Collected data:
-=-=-

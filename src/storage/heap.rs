//! # Heap
//!
//! Fixed-size slot storage for entry payloads that live outside the B-tree
//! (row traits store a 16-byte far pointer inline and spill the bytes here,
//! the same role TOAST plays for oversized attributes in a relational
//! engine).
//!
//! ## Slot Geometry
//!
//! Every slot is exactly 256 bytes; a 4 KiB block holds 16 slots. Free slots
//! form a singly linked list threaded through their own trailing 16 bytes:
//!
//! ```text
//! +---------------------------+----------------+
//! | user bytes (240)          | next free ptr  |   <- only while free
//! +---------------------------+----------------+
//! 0                         240              256
//! ```
//!
//! The [`Heap`] handle owns nothing but the far pointer to the head of that
//! list. Persist it wherever the tree root is persisted and rebuild the
//! handle with [`Heap::from_root`].
//!
//! ## Allocation
//!
//! An empty freelist takes one block from the allocator, threads slots
//! 1..16 into the list, roots the list at slot 1 and hands out slot 0.
//! Freeing pushes the slot back on the head. Slots are recycled most
//! recently freed first.

use crate::config::{BLOCK_SIZE, FAR_PTR_SIZE, HEAP_SLOTS_PER_BLOCK, HEAP_SLOT_SIZE};
use crate::error::{Error, Result};
use crate::storage::{BlockAllocator, FarPtr, FileCache};

/// Offset of the next-free pointer inside a free slot.
const NEXT_PTR_OFFSET: u64 = (HEAP_SLOT_SIZE - FAR_PTR_SIZE) as u64;

#[derive(Debug, Clone, Copy, Default)]
pub struct Heap {
    root: FarPtr,
}

impl Heap {
    /// A heap with an empty freelist.
    pub fn new() -> Self {
        Self {
            root: FarPtr::NULL,
        }
    }

    /// Rebuilds a handle around a persisted freelist root.
    pub fn from_root(root: FarPtr) -> Self {
        Self { root }
    }

    /// Current freelist root, for persistence.
    pub fn root(&self) -> FarPtr {
        self.root
    }

    /// Hands out a free slot, taking a fresh block from the allocator when
    /// the freelist is empty.
    pub fn allocate(&mut self, cache: &mut FileCache, tx: u64) -> Result<FarPtr> {
        if self.root.is_null() {
            let block = BlockAllocator::new(cache).allocate_block(tx)?;

            // Thread slots 1..N into a freelist ending at the old (null)
            // root; slot 0 is the one handed out.
            for slot in 1..HEAP_SLOTS_PER_BLOCK {
                let slot_offset = block.offset + (slot * HEAP_SLOT_SIZE) as u64;
                let next = if slot + 1 < HEAP_SLOTS_PER_BLOCK {
                    FarPtr::new(block.file_id, slot_offset + HEAP_SLOT_SIZE as u64)
                } else {
                    FarPtr::NULL
                };
                cache.write_bytes(
                    block.file_id,
                    slot_offset + NEXT_PTR_OFFSET,
                    &next.to_bytes(),
                )?;
            }

            self.root = FarPtr::new(block.file_id, block.offset + HEAP_SLOT_SIZE as u64);
            return Ok(block);
        }

        let slot = self.root;
        let mut next_bytes = [0u8; FAR_PTR_SIZE];
        cache.read_bytes(slot.file_id, slot.offset + NEXT_PTR_OFFSET, &mut next_bytes)?;
        self.root = FarPtr::from_bytes(&next_bytes);
        Ok(slot)
    }

    /// Returns a slot to the freelist.
    pub fn free(&mut self, cache: &mut FileCache, ptr: FarPtr) -> Result<()> {
        cache.write_bytes(
            ptr.file_id,
            ptr.offset + NEXT_PTR_OFFSET,
            &self.root.to_bytes(),
        )?;
        self.root = ptr;
        Ok(())
    }

    /// Reads the full 256-byte slot.
    pub fn read(cache: &mut FileCache, ptr: FarPtr) -> Result<Vec<u8>> {
        let mut buf = vec![0u8; HEAP_SLOT_SIZE];
        cache.read_bytes(ptr.file_id, ptr.offset, &mut buf)?;
        Ok(buf)
    }

    /// Writes up to 256 bytes into the slot.
    pub fn write(cache: &mut FileCache, ptr: FarPtr, bytes: &[u8]) -> Result<()> {
        if bytes.len() > HEAP_SLOT_SIZE {
            return Err(Error::invalid_argument(format!(
                "heap payload of {} bytes exceeds slot size {}",
                bytes.len(),
                HEAP_SLOT_SIZE
            )));
        }
        cache.write_bytes(ptr.file_id, ptr.offset, bytes)
    }
}

const _: () = assert!(HEAP_SLOTS_PER_BLOCK * HEAP_SLOT_SIZE == BLOCK_SIZE);

#[cfg(test)]
mod tests {
    use super::*;
    use tempfile::tempdir;

    fn setup(dir: &std::path::Path) -> (FileCache, u64) {
        let mut cache = FileCache::new(dir);
        let tx = BlockAllocator::new(&mut cache).create_transaction().unwrap();
        (cache, tx)
    }

    #[test]
    fn allocate_write_read() {
        let dir = tempdir().unwrap();
        let (mut cache, tx) = setup(dir.path());
        let mut heap = Heap::new();

        let slot = heap.allocate(&mut cache, tx).unwrap();
        let payload = vec![0xAB; HEAP_SLOT_SIZE];
        Heap::write(&mut cache, slot, &payload).unwrap();

        let back = Heap::read(&mut cache, slot).unwrap();
        assert_eq!(back, payload);
    }

    #[test]
    fn free_and_reuse() {
        let dir = tempdir().unwrap();
        let (mut cache, tx) = setup(dir.path());
        let mut heap = Heap::new();

        let first = heap.allocate(&mut cache, tx).unwrap();
        let second = heap.allocate(&mut cache, tx).unwrap();
        assert_ne!(first, second);

        heap.free(&mut cache, first).unwrap();

        // Most recently freed slot comes back first.
        let third = heap.allocate(&mut cache, tx).unwrap();
        assert_eq!(third, first);
    }

    #[test]
    fn block_overflow_allocates_new_block() {
        let dir = tempdir().unwrap();
        let (mut cache, tx) = setup(dir.path());
        let mut heap = Heap::new();

        let mut slots = Vec::new();
        for _ in 0..HEAP_SLOTS_PER_BLOCK + 1 {
            slots.push(heap.allocate(&mut cache, tx).unwrap());
        }

        // First 16 slots tile the first block in order.
        for (i, slot) in slots.iter().take(HEAP_SLOTS_PER_BLOCK).enumerate() {
            assert_eq!(slot.file_id, slots[0].file_id);
            assert_eq!(slot.offset, slots[0].offset + (i * HEAP_SLOT_SIZE) as u64);
        }

        // The 17th lands in a second block of the same transaction file.
        let overflow = slots[HEAP_SLOTS_PER_BLOCK];
        assert_eq!(overflow.file_id, slots[0].file_id);
        assert_eq!(overflow.offset, slots[0].offset + BLOCK_SIZE as u64);
    }

    #[test]
    fn root_survives_handle_rebuild() {
        let dir = tempdir().unwrap();
        let (mut cache, tx) = setup(dir.path());
        let mut heap = Heap::new();

        heap.allocate(&mut cache, tx).unwrap();
        let root = heap.root();
        assert!(!root.is_null());

        let mut rebuilt = Heap::from_root(root);
        let next = rebuilt.allocate(&mut cache, tx).unwrap();
        assert_eq!(next, root);
    }

    #[test]
    fn oversized_write_is_rejected() {
        let dir = tempdir().unwrap();
        let (mut cache, tx) = setup(dir.path());
        let mut heap = Heap::new();

        let slot = heap.allocate(&mut cache, tx).unwrap();
        let too_big = vec![0u8; HEAP_SLOT_SIZE + 1];
        assert!(matches!(
            Heap::write(&mut cache, slot, &too_big),
            Err(Error::InvalidArgument(_))
        ));
    }
}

-=-=-

### What is expected
The answer must consist of each line from the entries that contains the string "rebuilt".

### Answer space
        let mut rebuilt = Heap::from_root(root);
        let next = rebuilt.allocate(&mut cache, tx).unwrap();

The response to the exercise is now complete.